Synthetic Mimics of Antimicrobial Peptides for the Targeted Therapy of Multidrug-Resistant Bacterial Infection.

Abstract

Antibacterial materials are highly demanded in treatment of bacterial infection, especially severe ones with multidrug-resistance. Herein, pH-responsive polypeptide, i.e., poly-L-lysine modified by 1-(propylthio)acetic acid-3-octylimidazolium and citraconic anhydride (PLL-POIM-CA), is synthesized by post-polymerization modification of poly-L-lysine (PLL) with 1-(propylthio)acetic acid-3-octylimidazolium (POIM) and citraconic anhydride (CA). It is observed that PLL-POIM-CA is stable under normal physiological condition, while CA cleaves rapidly at weakly acidic environment like bacterial infectious sites.

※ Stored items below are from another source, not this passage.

//! Client configuration
//!
//! `ClientConfig` can be assembled with its builder, read from the
//! environment, or loaded from a YAML file:
//!
//! ```yaml
//! base_url: http://sandbox.local:8090
//! api_key: s3cret
//! timeout_secs: 30
//! pagination:
//!   page_size: 10
//!   max_retries: 3
//!   retry_delay_ms: 2000
//! ```

use crate::error::{Error, Result};
use crate::pagination::PaginationConfig;
use serde::{Deserialize, Serialize};
use std::path::Path;
use std::time::Duration;

/// Environment variable holding the API base URL
pub const ENV_BASE_URL: &str = "CUCKOO_BASE_URL";

/// Environment variable holding the API key
pub const ENV_API_KEY: &str = "CUCKOO_API_KEY";

/// Default request timeout
pub const DEFAULT_TIMEOUT: Duration = Duration::from_secs(30);

// ============================================================================
// Client Config
// ============================================================================

/// Configuration for a [`Client`](crate::Client)
#[derive(Debug, Clone)]
pub struct ClientConfig {
    /// Base URL of the REST API, e.g. `http://localhost:8090`
    pub base_url: String,
    /// Sent as `Authorization: Bearer <api_key>`
    pub api_key: String,
    /// Per-request timeout
    pub timeout: Duration,
    /// User agent string
    pub user_agent: String,
    /// Task enumeration settings
    pub pagination: PaginationConfig,
}

impl Default for ClientConfig {
    fn default() -> Self {
        Self {
            base_url: "http://localhost:8090".to_string(),
            api_key: String::new(),
            timeout: DEFAULT_TIMEOUT,
            user_agent: format!("cuckoo-api/{}", env!("CARGO_PKG_VERSION")),
            pagination: PaginationConfig::default(),
        }
    }
}

impl ClientConfig {
    /// Create a config for the given server and key
    pub fn new(base_url: impl Into<String>, api_key: impl Into<String>) -> Self {
        Self {
            base_url: base_url.into(),
            api_key: api_key.into(),
            ..Default::default()
        }
    }

    /// Create a new config builder
    pub fn builder() -> ClientConfigBuilder {
        ClientConfigBuilder::default()
    }

    /// Read `CUCKOO_BASE_URL` and `CUCKOO_API_KEY`.
    ///
    /// The base URL is required, a missing key means an empty key.
    pub fn from_env() -> Result<Self> {
        Self::from_lookup(|name| std::env::var(name).ok())
    }

    /// Like [`from_env`](Self::from_env), reading variables through `lookup`
    pub fn from_lookup(lookup: impl Fn(&str) -> Option<String>) -> Result<Self> {
        let base_url = lookup(ENV_BASE_URL)
            .ok_or_else(|| Error::config(format!("{ENV_BASE_URL} is not set")))?;
        let api_key = lookup(ENV_API_KEY).unwrap_or_default();

        let config = Self::new(base_url, api_key);
        config.validate()?;
        Ok(config)
    }

    /// Parse a YAML config document
    pub fn from_yaml_str(yaml: &str) -> Result<Self> {
        let file: ConfigFile = serde_yaml::from_str(yaml)?;
        let config = Self::from(file);
        config.validate()?;
        Ok(config)
    }

    /// Load a YAML config file
    pub fn from_file(path: impl AsRef<Path>) -> Result<Self> {
        let contents = std::fs::read_to_string(path)?;
        Self::from_yaml_str(&contents)
    }

    /// Check the config for values the client cannot work with
    pub fn validate(&self) -> Result<()> {
        let url = url::Url::parse(&self.base_url)?;
        if !matches!(url.scheme(), "http" | "https") {
            return Err(Error::config(format!(
                "unsupported URL scheme '{}' in base_url",
                url.scheme()
            )));
        }
        self.pagination.validate()
    }
}

/// Builder for client config
#[derive(Default)]
pub struct ClientConfigBuilder {
    config: ClientConfig,
}

impl ClientConfigBuilder {
    /// Set the base URL
    pub fn base_url(mut self, url: impl Into<String>) -> Self {
        self.config.base_url = url.into();
        self
    }

    /// Set the API key
    pub fn api_key(mut self, key: impl Into<String>) -> Self {
        self.config.api_key = key.into();
        self
    }

    /// Set the request timeout
    pub fn timeout(mut self, timeout: Duration) -> Self {
        self.config.timeout = timeout;
        self
    }

    /// Set user agent
    pub fn user_agent(mut self, agent: impl Into<String>) -> Self {
        self.config.user_agent = agent.into();
        self
    }

    /// Set the pagination settings
    pub fn pagination(mut self, pagination: PaginationConfig) -> Self {
        self.config.pagination = pagination;
        self
    }

    /// Build the config
    pub fn build(self) -> ClientConfig {
        self.config
    }
}

// ============================================================================
// YAML File Format
// ============================================================================

/// On-disk form of [`ClientConfig`]
#[derive(Debug, Clone, Serialize, Deserialize)]
pub struct ConfigFile {
    /// Base URL of the REST API
    pub base_url: String,

    /// API key
    #[serde(default)]
    pub api_key: String,

    /// Request timeout in seconds
    #[serde(default = "default_timeout_secs")]
    pub timeout_secs: u64,

    /// Task enumeration settings
    #[serde(default)]
    pub pagination: PaginationFile,
}

fn default_timeout_secs() -> u64 {
    DEFAULT_TIMEOUT.as_secs()
}

/// On-disk form of [`PaginationConfig`]
#[derive(Debug, Clone, Serialize, Deserialize)]
#[serde(default)]
pub struct PaginationFile {
    pub page_size: u32,
    pub max_retries: u32,
    pub retry_delay_ms: u64,
    pub transient_marker: String,
    pub channel_capacity: usize,
}

impl Default for PaginationFile {
    fn default() -> Self {
        let defaults = PaginationConfig::default();
        Self {
            page_size: defaults.page_size,
            max_retries: defaults.max_retries,
            retry_delay_ms: defaults.retry_delay.as_millis() as u64,
            transient_marker: defaults.transient_marker,
            channel_capacity: defaults.channel_capacity,
        }
    }
}

impl From<PaginationFile> for PaginationConfig {
    fn from(file: PaginationFile) -> Self {
        Self {
            page_size: file.page_size,
            max_retries: file.max_retries,
            retry_delay: Duration::from_millis(file.retry_delay_ms),
            transient_marker: file.transient_marker,
            channel_capacity: file.channel_capacity,
        }
    }
}

impl From<ConfigFile> for ClientConfig {
    fn from(file: ConfigFile) -> Self {
        Self {
            base_url: file.base_url,
            api_key: file.api_key,
            timeout: Duration::from_secs(file.timeout_secs),
            pagination: file.pagination.into(),
            ..Default::default()
        }
    }
}
// Allow common clippy pedantic lints that aren't critical for this codebase
#![allow(clippy::cast_possible_truncation)]
#![allow(clippy::cast_sign_loss)]
#![allow(clippy::cast_lossless)]
#![allow(clippy::must_use_candidate)]
#![allow(clippy::items_after_statements)]
#![allow(clippy::match_same_arms)]
#![allow(clippy::needless_pass_by_value)]

//! # Cuckoo API
//!
//! An async client for the Cuckoo sandbox REST API.
//!
//! ## Features
//!
//! - **Typed endpoints**: tasks, machines, samples, memory dumps, server and VPN status
//! - **Full task listing**: walks `tasks/list` page by page and streams every task
//! - **Retries**: transient server errors are retried with a fixed delay, per page
//! - **Cancellation**: a `CancellationToken` stops a listing at any point
//! - **Backpressure**: tasks flow through a bounded channel to the consumer
//!
//! ## Quick Start
//!
//! ```rust,ignore
//! use cuckoo_api::{Client, ClientConfig, Result};
//! use tokio_util::sync::CancellationToken;
//!
//! #[tokio::main]
//! async fn main() -> Result<()> {
//!     let client = Client::new(ClientConfig::new("http://localhost:8090", "s3cret"))?;
//!     client.check_auth().await?;
//!
//!     let cancel = CancellationToken::new();
//!     let mut tasks = client.stream_all_tasks(&cancel);
//!     while let Some(task) = tasks.next_task().await {
//!         println!("{} {} {}", task.id, task.status, task.target);
//!     }
//!     let stats = tasks.finish().await?;
//!     println!("{} tasks", stats.tasks_delivered);
//!
//!     Ok(())
//! }
//! ```
//!
//! ## Architecture
//!
//! ```text
//! ┌──────────────────────────────────────────────────────────────┐
//! │                          Client                              │
//! │  list_all_tasks / stream_all_tasks     single-shot endpoints │
//! └──────────────────────────────────────────────────────────────┘
//!            │                                      │
//! ┌──────────┴───────────┐                          │
//! │   TaskEnumerator     │── RetryPolicy            │
//! │   (state machine)    │                          │
//! └──────────┬───────────┘                          │
//!            │ PageSource::fetch_page               │
//! ┌──────────┴──────────────────────────────────────┴────────────┐
//! │                 HttpClient::execute → ResponseOutcome        │
//! └──────────────────────────────────────────────────────────────┘
//! ```

#![warn(clippy::all)]
#![warn(clippy::pedantic)]
#![allow(clippy::module_name_repetitions)]
#![allow(clippy::missing_errors_doc)]
#![allow(clippy::missing_panics_doc)]
#![allow(clippy::doc_markdown)]

// ============================================================================
// Module declarations
// ============================================================================

/// Error types for the client
pub mod error;

/// Resource types returned by the API
pub mod types;

/// Client and pagination configuration
pub mod config;

/// Authenticated request executor
pub mod http;

/// Paginated task enumeration
pub mod pagination;

/// API client and endpoints
pub mod client;

/// Command-line interface
pub mod cli;

// ============================================================================
// Re-exports
// ============================================================================

pub use error::{Error, Result};
pub use types::*;

// Re-export commonly used types
pub use client::Client;
pub use config::ClientConfig;
pub use pagination::{EnumerationStats, PageSource, PaginationConfig, TaskEnumerator, TaskStream};

/// Crate version
pub const VERSION: &str = env!("CARGO_PKG_VERSION");

/// Crate name
pub const NAME: &str = env!("CARGO_PKG_NAME");
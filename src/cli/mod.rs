//! CLI module
//!
//! Command-line interface to a Cuckoo sandbox.
//!
//! # Commands
//!
//! - `check` - Verify the API key
//! - `status` - Show server status
//! - `tasks` - List, stream and manage analysis tasks
//! - `machines` - List and inspect analysis machines
//! - `files` - Look up samples
//! - `memory` - List memory dumps of a task
//! - `vpn` - Show VPN status

mod commands;
mod runner;

pub use commands::{
    Cli, Commands, FileCommands, MachineCommands, MemoryCommands, OutputFormat, TaskCommands,
};
pub use runner::Runner;

#[cfg(test)]
mod tests;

The hydrolyzed PLL-POIM-CA exhibits excellent broad-spectrum antibacterial activities against Gram-negative bacteria of Escherichia coli and Gram-positive bacteria of Staphylococcus aureus and methicillin-resistant Staphylococcus aureus (MRSA). In particular, the minimum inhibitory concentration (MIC) against multidrug-resistant bacteria like MRSA is as low as 7.8µg mL-1 . Moreover, PLL-POIM-CA exhibits good biocompatibility with mouse fibroblast cells (L929) in vitro and improved hemocompatibility with an HC50 exceeding 5000µg mL-1 . Therefore, PLL-POIM-CA displays an excellent bacteria versus cells selectivity (HC50 /MIC) over 534, which is 53 times higher than natural antimicrobial peptide of indolicidin. It is further demonstrated in vivo that the antimicrobial polypeptide effectively accelerates MRSA-infected wound healing by relieving local inflammatory response. Therefore, this targeted antimicrobial polypeptide has broad application prospects for the treatment of multidrug-resistant bacterial infection.